What to produce: Restate all of the data below word for word.

── Input material ──

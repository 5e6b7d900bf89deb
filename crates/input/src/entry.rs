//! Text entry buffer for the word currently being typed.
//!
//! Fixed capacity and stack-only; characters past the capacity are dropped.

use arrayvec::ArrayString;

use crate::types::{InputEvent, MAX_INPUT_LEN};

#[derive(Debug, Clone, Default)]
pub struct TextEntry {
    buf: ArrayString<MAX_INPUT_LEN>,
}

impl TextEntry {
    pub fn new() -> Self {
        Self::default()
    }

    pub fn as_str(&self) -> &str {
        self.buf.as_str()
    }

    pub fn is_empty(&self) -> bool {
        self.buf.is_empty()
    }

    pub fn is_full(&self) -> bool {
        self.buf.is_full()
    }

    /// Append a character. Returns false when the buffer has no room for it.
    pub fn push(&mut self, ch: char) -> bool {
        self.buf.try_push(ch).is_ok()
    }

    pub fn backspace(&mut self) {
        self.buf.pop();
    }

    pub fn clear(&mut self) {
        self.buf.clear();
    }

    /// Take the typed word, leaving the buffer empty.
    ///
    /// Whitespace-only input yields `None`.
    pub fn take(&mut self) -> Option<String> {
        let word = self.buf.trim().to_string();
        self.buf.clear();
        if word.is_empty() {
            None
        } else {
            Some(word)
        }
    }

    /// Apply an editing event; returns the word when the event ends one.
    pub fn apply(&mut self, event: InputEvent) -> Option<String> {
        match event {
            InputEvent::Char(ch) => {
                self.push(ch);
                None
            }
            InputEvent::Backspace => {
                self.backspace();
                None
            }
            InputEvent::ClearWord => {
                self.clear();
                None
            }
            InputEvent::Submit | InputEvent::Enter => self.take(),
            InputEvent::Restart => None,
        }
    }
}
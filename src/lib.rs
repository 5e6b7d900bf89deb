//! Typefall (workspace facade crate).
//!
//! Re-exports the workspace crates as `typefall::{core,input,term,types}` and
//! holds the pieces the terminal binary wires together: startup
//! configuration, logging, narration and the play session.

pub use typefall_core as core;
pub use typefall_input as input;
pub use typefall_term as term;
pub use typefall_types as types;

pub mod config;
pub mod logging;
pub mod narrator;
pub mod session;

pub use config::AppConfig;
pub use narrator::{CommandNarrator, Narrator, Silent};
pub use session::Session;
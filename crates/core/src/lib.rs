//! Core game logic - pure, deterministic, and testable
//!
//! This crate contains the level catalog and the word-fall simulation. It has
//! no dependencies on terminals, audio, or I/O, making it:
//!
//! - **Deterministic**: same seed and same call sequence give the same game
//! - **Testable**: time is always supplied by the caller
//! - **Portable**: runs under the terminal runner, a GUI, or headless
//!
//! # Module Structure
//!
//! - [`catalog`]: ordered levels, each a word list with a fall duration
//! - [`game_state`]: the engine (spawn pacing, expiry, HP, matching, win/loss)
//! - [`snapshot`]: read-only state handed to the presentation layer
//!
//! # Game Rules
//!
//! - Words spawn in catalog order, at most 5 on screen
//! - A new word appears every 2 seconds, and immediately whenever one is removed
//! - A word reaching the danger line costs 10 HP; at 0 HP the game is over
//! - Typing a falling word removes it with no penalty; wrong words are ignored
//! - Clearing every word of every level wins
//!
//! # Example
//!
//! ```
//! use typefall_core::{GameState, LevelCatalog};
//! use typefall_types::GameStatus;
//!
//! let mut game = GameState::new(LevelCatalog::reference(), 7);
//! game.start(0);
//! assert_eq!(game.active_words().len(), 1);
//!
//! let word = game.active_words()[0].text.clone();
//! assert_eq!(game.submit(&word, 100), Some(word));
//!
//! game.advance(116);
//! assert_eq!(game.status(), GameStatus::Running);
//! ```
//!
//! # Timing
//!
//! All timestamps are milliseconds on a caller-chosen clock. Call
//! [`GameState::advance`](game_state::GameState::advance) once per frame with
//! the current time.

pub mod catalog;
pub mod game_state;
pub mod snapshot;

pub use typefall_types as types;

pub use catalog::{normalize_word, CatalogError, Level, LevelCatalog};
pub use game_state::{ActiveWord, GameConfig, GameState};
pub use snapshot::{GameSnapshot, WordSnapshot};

───

Exercise result:
repository 5e6b7d900bf89deb
filename crates/input/src/entry.rs
//! Text entry buffer for the word currently being typed.
//!
//! Fixed capacity and stack-only; characters past the capacity are dropped.

use arrayvec::ArrayString;

use crate::types::{InputEvent, MAX_INPUT_LEN};

#[derive(Debug, Clone, Default)]
pub struct TextEntry {
    buf: ArrayString<MAX_INPUT_LEN>,
}

impl TextEntry {
    pub fn new() -> Self {
        Self::default()
    }

    pub fn as_str(&self) -> &str {
        self.buf.as_str()
    }

    pub fn is_empty(&self) -> bool {
        self.buf.is_empty()
    }

    pub fn is_full(&self) -> bool {
        self.buf.is_full()
    }

    /// Append a character. Returns false when the buffer has no room for it.
    pub fn push(&mut self, ch: char) -> bool {
        self.buf.try_push(ch).is_ok()
    }

    pub fn backspace(&mut self) {
        self.buf.pop();
    }

    pub fn clear(&mut self) {
        self.buf.clear();
    }

    /// Take the typed word, leaving the buffer empty.
    ///
    /// Whitespace-only input yields `None`.
    pub fn take(&mut self) -> Option<String> {
        let word = self.buf.trim().to_string();
        self.buf.clear();
        if word.is_empty() {
            None
        } else {
            Some(word)
        }
    }

    /// Apply an editing event; returns the word when the event ends one.
    pub fn apply(&mut self, event: InputEvent) -> Option<String> {
        match event {
            InputEvent::Char(ch) => {
                self.push(ch);
                None
            }
            InputEvent::Backspace => {
                self.backspace();
                None
            }
            InputEvent::ClearWord => {
                self.clear();
                None
            }
            InputEvent::Submit | InputEvent::Enter => self.take(),
            InputEvent::Restart => None,
        }
    }
}
filename src/lib.rs
repository 5e6b7d900bf89deb
//! Typefall (workspace facade crate).
//!
//! Re-exports the workspace crates as `typefall::{core,input,term,types}` and
//! holds the pieces the terminal binary wires together: startup
//! configuration, logging, narration and the play session.

pub use typefall_core as core;
pub use typefall_input as input;
pub use typefall_term as term;
pub use typefall_types as types;

pub mod config;
pub mod logging;
pub mod narrator;
pub mod session;

pub use config::AppConfig;
pub use narrator::{CommandNarrator, Narrator, Silent};
pub use session::Session;
filename crates/core/src/lib.rs
//! Core game logic - pure, deterministic, and testable
//!
//! This crate contains the level catalog and the word-fall simulation. It has
//! no dependencies on terminals, audio, or I/O, making it:
//!
//! - **Deterministic**: same seed and same call sequence give the same game
//! - **Testable**: time is always supplied by the caller
//! - **Portable**: runs under the terminal runner, a GUI, or headless
//!
//! # Module Structure
//!
//! - [`catalog`]: ordered levels, each a word list with a fall duration
//! - [`game_state`]: the engine (spawn pacing, expiry, HP, matching, win/loss)
//! - [`snapshot`]: read-only state handed to the presentation layer
//!
//! # Game Rules
//!
//! - Words spawn in catalog order, at most 5 on screen
//! - A new word appears every 2 seconds, and immediately whenever one is removed
//! - A word reaching the danger line costs 10 HP; at 0 HP the game is over
//! - Typing a falling word removes it with no penalty; wrong words are ignored
//! - Clearing every word of every level wins
//!
//! # Example
//!
//! ```
//! use typefall_core::{GameState, LevelCatalog};
//! use typefall_types::GameStatus;
//!
//! let mut game = GameState::new(LevelCatalog::reference(), 7);
//! game.start(0);
//! assert_eq!(game.active_words().len(), 1);
//!
//! let word = game.active_words()[0].text.clone();
//! assert_eq!(game.submit(&word, 100), Some(word));
//!
//! game.advance(116);
//! assert_eq!(game.status(), GameStatus::Running);
//! ```
//!
//! # Timing
//!
//! All timestamps are milliseconds on a caller-chosen clock. Call
//! [`GameState::advance`](game_state::GameState::advance) once per frame with
//! the current time.

pub mod catalog;
pub mod game_state;
pub mod snapshot;

pub use typefall_types as types;

pub use catalog::{normalize_word, CatalogError, Level, LevelCatalog};
pub use game_state::{ActiveWord, GameConfig, GameState};
pub use snapshot::{GameSnapshot, WordSnapshot};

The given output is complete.